Bu anlattıklarım oğlum özelinde olan şeyler değil, hemen her çocuk için geçerli. Çocuklara bir şey öğretme çabası içerisinde olmadığımız zaman da onlar öğreniyorlar üstelik daha kalıcı oluyor bu öğrenme deneyimi çünkü bu şekilde gerçekten merak ettikleri, ilgi duydukları şeyleri öğreniyorlar.
Küçük çocuklarla oyun oynarken dahi yetişkinlerin onlara sürekli bir şeyler öğretme çabası içerisinde olduğuna şahitlik ediyorum çoğu zaman. Ve bazen de oğlumun sorduğu bir soru karşısında ona hiç ihtiyacı olmayan bir bilgiyi sunarken yakalıyorum kendimi ve hemen duruyorum.
Ne gereği var? Hayatlarının çok uzun bir bölümü, hiç ilgilerini çekmeyen şeyleri öğrenmekle geçmeyecek mi zaten?
Biliyorum; hırs ve rekabet kültürü içerisinde yoğrulduk hepimiz. Bundan kurtulmak da öyle kolay değil. Ancak şikâyetçi olduğumuz bu sistemi kendi inandıklarımızı tatbik etmediğimiz sürece desteklemekten başka da bir şey yapmıyoruz aslında.
Okuma-yazma konusunda da çok aceleci davranıldığını düşünüyorum. Her çocuk için okuma-yazma zamanı farklıdır. Çocuğun isteği dışında, çok erken yaşta okuma-yazma öğrenmenin çocuk dışında herkesi tatmin ettiğini gözlemliyorum. Bir kere bunu kabul ettiğimiz zaman, üzerimizde herhangi bir baskı hissetmeyeceğiz ve dolayısıyla çocuğumuza da hissettirmeyeceğiz. Bırakalım, hepsi kendi zamanında öğrensin okuma-yazmayı. Bu kadar aceleci davranmak niye? Ayrıca çok küçük yaşlardan itibaren çocuklara bu kadar fazla bilgi yüklemenin onların duygusal gelişimine de zarar verdiğini düşünüyorum.
Küçük çocuklarla birlikte doğanın kalbinde yer alınan zamanlarda dahi ortalıkta bilgi baloncukları dolaşıyor çoğunlukla.

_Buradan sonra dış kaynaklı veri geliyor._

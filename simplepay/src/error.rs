//! Error types for the SimplePay integration layer.
//!
//! Every fallible operation in this crate returns [`Result`], whose error type
//! is [`GatewayError`]. The enum is implemented with [`thiserror::Error`].
//!
//! # Error Categories
//!
//! - **Signature errors** ([`GatewayError::SignatureMismatch`],
//!   [`GatewayError::MissingSignatureInput`], [`GatewayError::NestedFieldError`]):
//!   the payload could not be signed, or a received signature did not match.
//! - **Resolution errors** ([`GatewayError::UnresolvedMerchant`]): no merchant
//!   credentials could be selected for the operation.
//! - **Inbound validation errors** ([`GatewayError::InvalidControlHash`],
//!   [`GatewayError::MissingRequiredFields`]): untrusted input failed a check.
//! - **Transport errors** ([`GatewayError::TransportFailure`],
//!   [`GatewayError::HttpError`], [`GatewayError::DeadlineExceeded`]):
//!   the gateway could not be reached in time.
//! - **Protocol errors** ([`GatewayError::MalformedResponse`]): the gateway
//!   answered with something that is neither JSON nor XML where one was expected.
//!
//! Expected validation outcomes are returned as values. Nothing in the crate
//! panics on hostile input.
//!
//! # Examples
//!
//! ```
//! use simplepay::error::{GatewayError, Result};
//!
//! fn require_order_ref(order_ref: &str) -> Result<&str> {
//!     if order_ref.is_empty() {
//!         return Err(GatewayError::MissingRequiredFields(vec!["ORDER_REF".to_owned()]));
//!     }
//!     Ok(order_ref)
//! }
//!
//! assert!(require_order_ref("").is_err());
//! ```

use thiserror::Error;

/// Result type alias for gateway operations.
///
/// All fallible functions in this crate return this type.
pub type Result<T> = std::result::Result<T, GatewayError>;

/// Errors that can occur while talking to the gateway or judging its messages.
///
/// # Error Recovery
///
/// - **Transient errors** ([`HttpError`](Self::HttpError),
///   [`TransportFailure`](Self::TransportFailure)): see [`is_retryable`](Self::is_retryable)
/// - **Configuration errors** ([`ConfigError`](Self::ConfigError),
///   [`UnresolvedMerchant`](Self::UnresolvedMerchant)): fix the credential table
/// - **Untrusted input** ([`SignatureMismatch`](Self::SignatureMismatch),
///   [`InvalidControlHash`](Self::InvalidControlHash)): reject the message, never confirm it
#[must_use = "errors should be handled, propagated, or explicitly panicked"]
#[derive(Debug, Error)]
pub enum GatewayError {
    /// A received signature does not match the locally computed one.
    ///
    /// Both values are kept for the audit log. The expected value is a MAC
    /// over data the peer already holds, so it leaks nothing new.
    ///
    /// # Recovery
    ///
    /// Treat the message as forged or corrupted. Do not act on its fields.
    #[error("signature mismatch (expected {expected}, received {received})")]
    SignatureMismatch {
        /// Signature computed from the local secret.
        expected: String,
        /// Signature carried by the message.
        received: String,
    },

    /// A signature cannot be computed because the secret or the payload is empty.
    ///
    /// # Recovery
    ///
    /// Check that the merchant secret is configured and that at least one field
    /// was added to the request before signing.
    #[error("missing signature input: {0}")]
    MissingSignatureInput(String),

    /// A legacy hash chain was asked to sign a nested value.
    ///
    /// The positional chain only accepts scalar values. The payload names the
    /// offending field.
    #[error("nested value cannot be signed: {0}")]
    NestedFieldError(String),

    /// No merchant credential pair could be selected.
    ///
    /// Raised when a currency has no `{CUR}_MERCHANT`/`{CUR}_SECRET_KEY` pair,
    /// when a merchant account token matches nothing, or when it matches more
    /// than one entry.
    ///
    /// # Recovery
    ///
    /// Add or deduplicate the entry in the merchant table. The operation must
    /// not be retried with a guessed credential.
    #[error("unresolved merchant: {0}")]
    UnresolvedMerchant(String),

    /// The `ctrl` parameter of a legacy browser redirect does not match the URL.
    #[error("invalid control hash on redirect for order {0}")]
    InvalidControlHash(String),

    /// Required fields are absent. Lists every missing field, not just the first.
    #[error("missing required fields: {}", .0.join(", "))]
    MissingRequiredFields(Vec<String>),

    /// The transport collaborator failed to deliver the request.
    ///
    /// # Recovery
    ///
    /// The request may or may not have reached the gateway. Use a query
    /// operation to reconcile before repeating a start or refund.
    #[error("transport failure: {0}")]
    TransportFailure(String),

    /// HTTP request failed inside the bundled reqwest transport.
    #[error("HTTP request failed: {0}")]
    HttpError(#[from] reqwest::Error),

    /// The gateway sent a body that could not be parsed as the expected format.
    #[error("malformed response: {0}")]
    MalformedResponse(String),

    /// The configured deadline elapsed before the operation completed.
    #[error("deadline exceeded")]
    DeadlineExceeded,

    /// Invalid or inconsistent configuration.
    ///
    /// # Examples
    ///
    /// ```
    /// use simplepay::error::GatewayError;
    ///
    /// let err = GatewayError::ConfigError("poller budget must be positive".to_owned());
    /// assert!(err.to_string().contains("configuration"));
    /// ```
    #[error("invalid configuration: {0}")]
    ConfigError(String),

    /// Caller supplied input that cannot be used.
    #[error("invalid input: {0}")]
    InvalidInput(String),
}

impl GatewayError {
    /// Returns `true` for transport faults that may succeed on a second attempt.
    ///
    /// Timeouts, connection failures and gateway 5xx answers qualify.
    /// Everything that judged a message (signatures, merchants, required
    /// fields) is final.
    #[must_use]
    pub fn is_retryable(&self) -> bool {
        match self {
            Self::HttpError(e) => {
                e.is_timeout() || e.is_connect() || e.status().is_some_and(|s| s.is_server_error())
            }
            Self::TransportFailure(_) => true,
            Self::SignatureMismatch { .. }
            | Self::MissingSignatureInput(_)
            | Self::NestedFieldError(_)
            | Self::UnresolvedMerchant(_)
            | Self::InvalidControlHash(_)
            | Self::MissingRequiredFields(_)
            | Self::MalformedResponse(_)
            | Self::DeadlineExceeded
            | Self::ConfigError(_)
            | Self::InvalidInput(_) => false,
        }
    }
}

Ve onlara bırakmış olduğumuz ekolojik yıkımlar mirasının üzerine doğayı korumaları gerektiği bilgisini sunuyoruz. Oysa küçük çocukların bilgiden, kavramlardan ziyade duyusal deneyimlere daha çok meraklı olduklarını rahatlıkla gözlemleyebiliriz.
Ekofobiyi Aşmak kitabında David Sobel konuyla ilgili şu sözlere yer veriyor: “Çocuklar fiziksel ve duygusal olarak doğa ve “çevre” ile aralarında bir bağ hissettikten sonra olguları araştırma ihtiyacını zaten kendiliğinden hissedecek ve hem geçmiş nesillerin bıraktığı yaraları sarmayı, hem de gelecek için uygulanabilir, sürdürülebilir pratikler ve politikalar geliştirmeyi görev edineceklerdir… Ve dünyayı bir çocuğun gözünden hayal edebilirsek gençlerimiz yeryüzünü sevmekle onun iyiliğini düşünmek arasındaki bağlantıyı kurabilecektir.”
Ve Rachel Carson’ın o çok sevdiğim sözü geliyor aklıma: “Küçük bir çocuğa doğayı tanıtırken bilgi, duygunun yarısı kadar önemli değildir.” Ben de şöyle düşünüyorum; küçük bir çocuğa her neyi tanıtıyor olursanız olun; bilgi, duygunun yarısı kadar önemli değildir.